HDFS erasure coding
HDFS erasure coding is an alternative storage strategy to traditional HDFS three-way block replication. The key advantage of using erasure coding is that your files will consume less space.
You can enable erasure coding on a per directory basis. For more information, see HDFS erasure coding.
Db2® Big SQL is compatible with erasure coding. For example, the HDFS files that underlie Db2 Big SQL tables can use erasure coding or three-way block replication, or a combination of both strategies.

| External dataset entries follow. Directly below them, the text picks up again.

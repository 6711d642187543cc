//! Flightstick device handle
//!
//! Locates the flightstick on the bus, takes the interface away from any
//! kernel driver and finds the interrupt IN endpoint the stream reads from.

use protocol::INTERRUPT_REPORT_LEN;
use rusb::{Context, Device, DeviceHandle, Direction, TransferType, UsbContext};
use std::sync::Arc;
use thiserror::Error;
use tracing::{debug, info, warn};

/// Failure to take over the device
#[derive(Debug, Error)]
pub enum OpenError {
    #[error("no device {vendor_id:04x}:{product_id:04x} found")]
    NotFound { vendor_id: u16, product_id: u16 },

    #[error("permission denied opening device, check udev rules")]
    PermissionDenied,

    #[error("interface {0} has no interrupt IN endpoint")]
    NoInterruptEndpoint(u8),

    #[error("USB error: {0}")]
    Usb(#[from] rusb::Error),
}

/// Interrupt IN endpoint of the claimed interface
#[derive(Debug, Clone, Copy, PartialEq, Eq)]
pub struct InterruptEndpoint {
    pub address: u8,
    pub max_packet_size: u16,
    /// Polling interval in frames
    pub interval: u8,
}

impl InterruptEndpoint {
    /// Bytes requested per read: a whole packet, so an oversized report
    /// arrives as a short payload instead of a host overflow
    pub fn read_len(&self) -> usize {
        usize::from(self.max_packet_size).max(INTERRUPT_REPORT_LEN)
    }
}

/// Summary of a matching device on the bus
#[derive(Debug, Clone, PartialEq, Eq)]
pub struct DeviceSummary {
    pub bus_number: u8,
    pub address: u8,
    pub vendor_id: u16,
    pub product_id: u16,
    pub product: Option<String>,
}

/// Opened flightstick with its interface claimed
pub struct FlightstickDevice {
    handle: Arc<DeviceHandle<Context>>,
    interface: u8,
    endpoint: InterruptEndpoint,
    detached_kernel_driver: bool,
}

impl FlightstickDevice {
    /// Open the first device matching `vendor_id:product_id` and claim
    /// `interface`
    pub fn open(
        context: &Context,
        vendor_id: u16,
        product_id: u16,
        interface: u8,
    ) -> Result<Self, OpenError> {
        let device = context
            .devices()?
            .iter()
            .find(|device| matches_ids(device, vendor_id, product_id))
            .ok_or(OpenError::NotFound {
                vendor_id,
                product_id,
            })?;

        let endpoint = find_interrupt_in(&device, interface)?;

        let handle = device.open().map_err(|e| match e {
            rusb::Error::Access => OpenError::PermissionDenied,
            e => OpenError::Usb(e),
        })?;

        let detached_kernel_driver = match handle.kernel_driver_active(interface) {
            Ok(true) => {
                debug!("Detaching kernel driver from interface {}", interface);
                handle.detach_kernel_driver(interface)?;
                true
            }
            Ok(false) => false,
            Err(e) => {
                debug!(
                    "Could not check kernel driver status for interface {}: {}",
                    interface, e
                );
                false
            }
        };

        handle.claim_interface(interface)?;
        info!(
            "Claimed interface {} on bus {:03} device {:03}, interrupt endpoint {:#04x} (maxp {}, interval {})",
            interface,
            device.bus_number(),
            device.address(),
            endpoint.address,
            endpoint.max_packet_size,
            endpoint.interval
        );

        Ok(Self {
            handle: Arc::new(handle),
            interface,
            endpoint,
            detached_kernel_driver,
        })
    }

    /// Matching devices currently on the bus
    pub fn list_matching(
        context: &Context,
        vendor_id: u16,
        product_id: u16,
    ) -> Result<Vec<DeviceSummary>, OpenError> {
        let mut found = Vec::new();
        for device in context.devices()?.iter() {
            if !matches_ids(&device, vendor_id, product_id) {
                continue;
            }
            let product = device.device_descriptor().ok().and_then(|descriptor| {
                let handle = device.open().ok()?;
                handle.read_product_string_ascii(&descriptor).ok()
            });
            found.push(DeviceSummary {
                bus_number: device.bus_number(),
                address: device.address(),
                vendor_id,
                product_id,
                product,
            });
        }
        Ok(found)
    }

    /// Shared handle for the transport workers
    pub fn handle(&self) -> Arc<DeviceHandle<Context>> {
        Arc::clone(&self.handle)
    }

    pub fn interrupt_endpoint(&self) -> InterruptEndpoint {
        self.endpoint
    }

    /// Port reset; the session must be inside its reset window
    pub fn reset(&self) -> Result<(), rusb::Error> {
        self.handle.reset()?;
        debug!("Reset device");
        Ok(())
    }
}

impl Drop for FlightstickDevice {
    fn drop(&mut self) {
        if let Err(e) = self.handle.release_interface(self.interface) {
            warn!("Failed to release interface {}: {}", self.interface, e);
        }

        if self.detached_kernel_driver {
            if let Err(e) = self.handle.attach_kernel_driver(self.interface) {
                debug!(
                    "Could not reattach kernel driver to interface {}: {}",
                    self.interface, e
                );
            } else {
                debug!("Reattached kernel driver to interface {}", self.interface);
            }
        }
    }
}

fn matches_ids(device: &Device<Context>, vendor_id: u16, product_id: u16) -> bool {
    device
        .device_descriptor()
        .map(|d| d.vendor_id() == vendor_id && d.product_id() == product_id)
        .unwrap_or(false)
}

/// First interrupt IN endpoint of `interface` in the active configuration
fn find_interrupt_in(
    device: &Device<Context>,
    interface: u8,
) -> Result<InterruptEndpoint, OpenError> {
    let config = device.active_config_descriptor()?;

    for iface in config.interfaces().filter(|i| i.number() == interface) {
        for setting in iface.descriptors() {
            let found = setting.endpoint_descriptors().find(|ep| {
                ep.transfer_type() == TransferType::Interrupt && ep.direction() == Direction::In
            });
            if let Some(ep) = found {
                return Ok(InterruptEndpoint {
                    address: ep.address(),
                    max_packet_size: ep.max_packet_size(),
                    interval: ep.interval(),
                });
            }
        }
    }

    Err(OpenError::NoInterruptEndpoint(interface))
}
//! rusb-backed transport
//!
//! Each transfer slot gets a dedicated worker thread that performs blocking
//! rusb transfers and runs completion callbacks, so the two slots never wait
//! on each other and a callback always runs on its own slot's thread.
//!
//! Submissions are handed to the worker over a single-entry channel. The
//! slot state tracks whether a transfer is pending or its callback is
//! running; `cancel` raises a flag the worker polls between interrupt read
//! slices and then waits on a condition variable until the slot is quiet.

use async_channel::{Receiver, Sender, bounded};
use common::{
    AllocMode, Completion, CompletionHandler, SubmitError, TransferRequest, TransferSlot,
    Transport,
};
use rusb::{Context, DeviceHandle};
use std::panic::{AssertUnwindSafe, catch_unwind};
use std::sync::{Arc, Condvar, Mutex, MutexGuard};
use std::thread::{self, JoinHandle, ThreadId};
use tracing::{debug, error, warn};

use crate::usb::transfers::{TransferTimeouts, execute_transfer};

/// Performs one blocking transfer; the flag reports a pending cancel
type Executor = Box<dyn FnMut(&TransferRequest, &dyn Fn() -> bool) -> Completion + Send>;

fn rusb_executor(handle: Arc<DeviceHandle<Context>>, timeouts: TransferTimeouts) -> Executor {
    Box::new(
        move |request: &TransferRequest, cancelled: &dyn Fn() -> bool| {
            execute_transfer(&handle, request, &timeouts, cancelled)
        },
    )
}

struct Job {
    request: TransferRequest,
    on_complete: CompletionHandler,
}

#[derive(Debug, Default)]
struct SlotState {
    /// Submitted and not yet handed to its callback
    pending: bool,
    /// Callback currently executing
    in_callback: bool,
    /// Threads blocked in `cancel`
    cancellers: usize,
    /// Transport is shutting down
    closed: bool,
}

impl SlotState {
    fn is_quiescent(&self) -> bool {
        !self.pending && !self.in_callback
    }
}

#[derive(Default)]
struct SlotShared {
    state: Mutex<SlotState>,
    quiescent: Condvar,
}

impl SlotShared {
    fn state(&self) -> MutexGuard<'_, SlotState> {
        self.state.lock().unwrap_or_else(|e| e.into_inner())
    }

    fn is_cancelling(&self) -> bool {
        let state = self.state();
        state.cancellers > 0 || state.closed
    }

    fn begin_callback(&self) {
        let mut state = self.state();
        state.pending = false;
        state.in_callback = true;
    }

    /// Block until nothing is pending and no callback runs, rejecting
    /// submissions meanwhile. Returns false if the slot was already quiet.
    fn wait_quiescent(&self) -> bool {
        let mut state = self.state();
        if state.is_quiescent() {
            return false;
        }

        state.cancellers += 1;
        while !state.is_quiescent() {
            state = self
                .quiescent
                .wait(state)
                .unwrap_or_else(|e| e.into_inner());
        }
        state.cancellers -= 1;
        true
    }

    fn end_callback(&self) {
        let mut state = self.state();
        state.in_callback = false;
        if state.is_quiescent() {
            self.quiescent.notify_all();
        }
    }
}

/// One slot's worker thread and its submission queue
struct SlotWorker {
    slot: TransferSlot,
    shared: Arc<SlotShared>,
    job_tx: Sender<Job>,
    thread_id: ThreadId,
    thread: Mutex<Option<JoinHandle<()>>>,
}

impl SlotWorker {
    fn spawn(slot: TransferSlot, execute: Executor) -> std::io::Result<Self> {
        let shared = Arc::new(SlotShared::default());
        let (job_tx, job_rx) = bounded(1);

        let thread = thread::Builder::new()
            .name(format!("usb-{}", slot))
            .spawn({
                let shared = Arc::clone(&shared);
                move || run_worker(slot, execute, shared, job_rx)
            })?;

        Ok(Self {
            slot,
            shared,
            job_tx,
            thread_id: thread.thread().id(),
            thread: Mutex::new(Some(thread)),
        })
    }

    fn submit(
        &self,
        request: TransferRequest,
        alloc: AllocMode,
        on_complete: CompletionHandler,
    ) -> Result<(), SubmitError> {
        {
            let mut state = self.shared.state();
            if state.closed {
                return Err(SubmitError::NoDevice);
            }
            if state.cancellers > 0 {
                return Err(SubmitError::Rejected);
            }
            if state.pending {
                return Err(SubmitError::Busy);
            }
            state.pending = true;
        }

        let job = Job {
            request,
            on_complete,
        };
        let sent = match alloc {
            AllocMode::NoWait => self.job_tx.try_send(job).map_err(|_| "queue full or closed"),
            AllocMode::MayBlock => self.job_tx.send_blocking(job).map_err(|_| "queue closed"),
        };

        if let Err(reason) = sent {
            let mut state = self.shared.state();
            state.pending = false;
            if state.is_quiescent() {
                self.shared.quiescent.notify_all();
            }
            return Err(SubmitError::Io(format!("{} worker: {}", self.slot, reason)));
        }
        Ok(())
    }

    fn cancel(&self) {
        if thread::current().id() == self.thread_id {
            warn!("Cancel of {} slot from its own completion, ignored", self.slot);
            return;
        }

        if self.shared.wait_quiescent() {
            debug!("{} slot quiescent", self.slot);
        }
    }

    fn shutdown(&self) {
        self.cancel();
        self.shared.state().closed = true;
        self.job_tx.close();

        let thread = self
            .thread
            .lock()
            .unwrap_or_else(|e| e.into_inner())
            .take();
        if let Some(thread) = thread {
            if thread.join().is_err() {
                error!("USB {} worker panicked", self.slot);
            }
        }
    }
}

fn run_worker(
    slot: TransferSlot,
    mut execute: Executor,
    shared: Arc<SlotShared>,
    job_rx: Receiver<Job>,
) {
    debug!("USB {} worker started", slot);

    while let Ok(job) = job_rx.recv_blocking() {
        let completion = execute(&job.request, &|| shared.is_cancelling());

        shared.begin_callback();
        // a panicking callback must not take the slot down with it
        let on_complete = job.on_complete;
        let result = catch_unwind(AssertUnwindSafe(move || on_complete(completion)));
        if let Err(e) = result {
            error!("Panic in {} completion handler: {:?}", slot, e);
        }
        shared.end_callback();
    }

    debug!("USB {} worker stopped", slot);
}

/// [`Transport`] over a claimed rusb device handle
pub struct UsbTransport {
    interrupt: SlotWorker,
    control: SlotWorker,
}

impl UsbTransport {
    /// Spawn one worker thread per slot
    pub fn new(
        handle: Arc<DeviceHandle<Context>>,
        timeouts: TransferTimeouts,
    ) -> std::io::Result<Self> {
        Ok(Self {
            interrupt: SlotWorker::spawn(
                TransferSlot::Interrupt,
                rusb_executor(Arc::clone(&handle), timeouts),
            )?,
            control: SlotWorker::spawn(TransferSlot::Control, rusb_executor(handle, timeouts))?,
        })
    }

    fn worker(&self, slot: TransferSlot) -> &SlotWorker {
        match slot {
            TransferSlot::Interrupt => &self.interrupt,
            TransferSlot::Control => &self.control,
        }
    }
}

impl Transport for UsbTransport {
    fn submit(
        &self,
        slot: TransferSlot,
        request: TransferRequest,
        alloc: AllocMode,
        on_complete: CompletionHandler,
    ) -> Result<(), SubmitError> {
        self.worker(slot).submit(request, alloc, on_complete)
    }

    fn cancel(&self, slot: TransferSlot) {
        self.worker(slot).cancel();
    }
}

impl Drop for UsbTransport {
    fn drop(&mut self) {
        self.interrupt.shutdown();
        self.control.shutdown();
    }
}

#[cfg(test)]
mod tests {
    use super::*;
    use protocol::TransferStatus;
    use std::sync::mpsc;
    use std::time::Duration;

    const READ: TransferRequest = TransferRequest::Interrupt {
        endpoint: 0x81,
        length: 8,
    };
    const WAIT: Duration = Duration::from_secs(5);

    /// Reads that only end when cancelled, like an idle interrupt endpoint
    fn idle_endpoint() -> Executor {
        Box::new(|_: &TransferRequest, cancelled: &dyn Fn() -> bool| {
            while !cancelled() {
                thread::sleep(Duration::from_millis(1));
            }
            Completion::failed(TransferStatus::Cancelled)
        })
    }

    /// Reads that complete immediately
    fn instant_reports() -> Executor {
        Box::new(|_: &TransferRequest, _: &dyn Fn() -> bool| {
            Completion::completed(vec![0xFF; 8])
        })
    }

    /// Reads that complete once the test opens the gate, ignoring cancels
    fn gated(gate: mpsc::Receiver<()>) -> Executor {
        Box::new(move |_: &TransferRequest, _: &dyn Fn() -> bool| {
            let _ = gate.recv();
            Completion::completed(vec![0xFF; 8])
        })
    }

    fn ignore() -> CompletionHandler {
        Box::new(|_| {})
    }

    fn wait_for_canceller(worker: &SlotWorker) {
        while !worker.shared.is_cancelling() {
            thread::yield_now();
        }
    }

    #[test]
    fn test_second_submit_is_busy() {
        let worker = SlotWorker::spawn(TransferSlot::Interrupt, idle_endpoint()).unwrap();

        worker.submit(READ, AllocMode::MayBlock, ignore()).unwrap();
        assert_eq!(
            worker.submit(READ, AllocMode::NoWait, ignore()),
            Err(SubmitError::Busy)
        );

        worker.shutdown();
    }

    #[test]
    fn test_cancel_waits_for_callback_and_is_idempotent() {
        let worker = SlotWorker::spawn(TransferSlot::Interrupt, idle_endpoint()).unwrap();
        let (tx, rx) = mpsc::channel();

        worker
            .submit(
                READ,
                AllocMode::MayBlock,
                Box::new(move |completion: Completion| tx.send(completion.status).unwrap()),
            )
            .unwrap();
        worker.cancel();

        assert_eq!(rx.try_recv(), Ok(TransferStatus::Cancelled));
        assert!(worker.shared.state().is_quiescent());

        worker.cancel();
        worker.submit(READ, AllocMode::MayBlock, ignore()).unwrap();
        worker.shutdown();
    }

    #[test]
    fn test_submit_rejected_while_cancel_waits() {
        let (gate_tx, gate_rx) = mpsc::channel();
        let worker = Arc::new(SlotWorker::spawn(TransferSlot::Control, gated(gate_rx)).unwrap());

        worker.submit(READ, AllocMode::MayBlock, ignore()).unwrap();
        let canceller = {
            let worker = Arc::clone(&worker);
            thread::spawn(move || worker.cancel())
        };
        wait_for_canceller(&worker);

        assert_eq!(
            worker.submit(READ, AllocMode::NoWait, ignore()),
            Err(SubmitError::Rejected)
        );

        gate_tx.send(()).unwrap();
        canceller.join().unwrap();

        assert!(!worker.shared.is_cancelling());
        worker.submit(READ, AllocMode::MayBlock, ignore()).unwrap();
        gate_tx.send(()).unwrap();
        worker.shutdown();
    }

    #[test]
    fn test_resubmit_from_callback_rejected_during_cancel() {
        let worker = Arc::new(SlotWorker::spawn(TransferSlot::Interrupt, instant_reports()).unwrap());
        let (entered_tx, entered_rx) = mpsc::channel();
        let (go_tx, go_rx) = mpsc::channel::<()>();
        let (result_tx, result_rx) = mpsc::channel();

        let inner = Arc::clone(&worker);
        worker
            .submit(
                READ,
                AllocMode::MayBlock,
                Box::new(move |_| {
                    entered_tx.send(()).unwrap();
                    go_rx.recv().unwrap();
                    result_tx
                        .send(inner.submit(READ, AllocMode::NoWait, ignore()))
                        .unwrap();
                }),
            )
            .unwrap();
        entered_rx.recv_timeout(WAIT).unwrap();

        let canceller = {
            let worker = Arc::clone(&worker);
            thread::spawn(move || worker.cancel())
        };
        wait_for_canceller(&worker);
        go_tx.send(()).unwrap();
        canceller.join().unwrap();

        assert_eq!(result_rx.recv_timeout(WAIT).unwrap(), Err(SubmitError::Rejected));
        assert!(worker.shared.state().is_quiescent());
        worker.shutdown();
    }

    #[test]
    fn test_cancel_from_own_completion_is_ignored() {
        let worker = Arc::new(SlotWorker::spawn(TransferSlot::Control, instant_reports()).unwrap());
        let (tx, rx) = mpsc::channel();

        let inner = Arc::clone(&worker);
        worker
            .submit(
                READ,
                AllocMode::MayBlock,
                Box::new(move |_| {
                    inner.cancel();
                    tx.send(()).unwrap();
                }),
            )
            .unwrap();

        rx.recv_timeout(WAIT).unwrap();
        worker.shutdown();
    }

    #[test]
    fn test_submit_after_shutdown_is_no_device() {
        let worker = SlotWorker::spawn(TransferSlot::Interrupt, idle_endpoint()).unwrap();
        worker.submit(READ, AllocMode::MayBlock, ignore()).unwrap();

        worker.shutdown();

        assert_eq!(
            worker.submit(READ, AllocMode::MayBlock, ignore()),
            Err(SubmitError::NoDevice)
        );
    }

    #[test]
    fn test_failed_handoff_releases_slot() {
        let worker = SlotWorker::spawn(TransferSlot::Interrupt, instant_reports()).unwrap();
        worker.job_tx.close();

        for alloc in [AllocMode::NoWait, AllocMode::MayBlock] {
            let result = worker.submit(READ, alloc, ignore());
            assert!(matches!(result, Err(SubmitError::Io(_))), "{:?}", alloc);
            assert!(worker.shared.state().is_quiescent());
        }

        worker.shutdown();
    }

    #[test]
    fn test_panicking_callback_keeps_worker_alive() {
        let worker = SlotWorker::spawn(TransferSlot::Interrupt, instant_reports()).unwrap();
        let (tx, rx) = mpsc::channel();

        worker
            .submit(READ, AllocMode::MayBlock, Box::new(|_| panic!("handler bug")))
            .unwrap();
        worker.cancel();

        worker
            .submit(
                READ,
                AllocMode::MayBlock,
                Box::new(move |completion: Completion| tx.send(completion.status).unwrap()),
            )
            .unwrap();
        assert_eq!(rx.recv_timeout(WAIT), Ok(TransferStatus::Completed));
        worker.shutdown();
    }

    #[test]
    fn test_resubmit_from_callback_keeps_slot_busy() {
        let shared = SlotShared::default();
        shared.state().pending = true;

        shared.begin_callback();
        assert!(!shared.state().is_quiescent());
        shared.state().pending = true;
        shared.end_callback();

        assert!(!shared.state().is_quiescent());
    }

    #[test]
    fn test_quiet_slot_does_not_wait() {
        let shared = SlotShared::default();
        assert!(!shared.wait_quiescent());
        assert!(!shared.is_cancelling());
    }

    #[test]
    fn test_callback_end_wakes_canceller() {
        let shared = Arc::new(SlotShared::default());
        shared.state().pending = true;

        let canceller = {
            let shared = Arc::clone(&shared);
            thread::spawn(move || shared.wait_quiescent())
        };
        while !shared.is_cancelling() {
            thread::yield_now();
        }

        shared.begin_callback();
        shared.end_callback();

        assert!(canceller.join().unwrap());
        assert!(!shared.is_cancelling());
    }
}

There are performance considerations when choosing erasure coding. Although this approach uses only about half the HDFS space compared to three-way replication, additional CPU and network overhead with erasure coding can impact Db2 Big SQL performance. When table data is stored by using HDFS erasure coding (instead of three-way block replication), Db2 Big SQL query workloads can take 10% or more longer, on average, to complete, and individual queries can take several times longer to complete. This appears to be associated with a small increase in CPU resource consumption, but a significant increase in network traffic. The performance impact of switching to erasure coding is also both workload specific and cluster specific.
- For Intel based clusters, ensure that ISA-L native libraries are enabled. Use the hadoop checknative command to confirm this.
- Assess the impact of erasure coding on performance by testing a subset of your tables and workloads.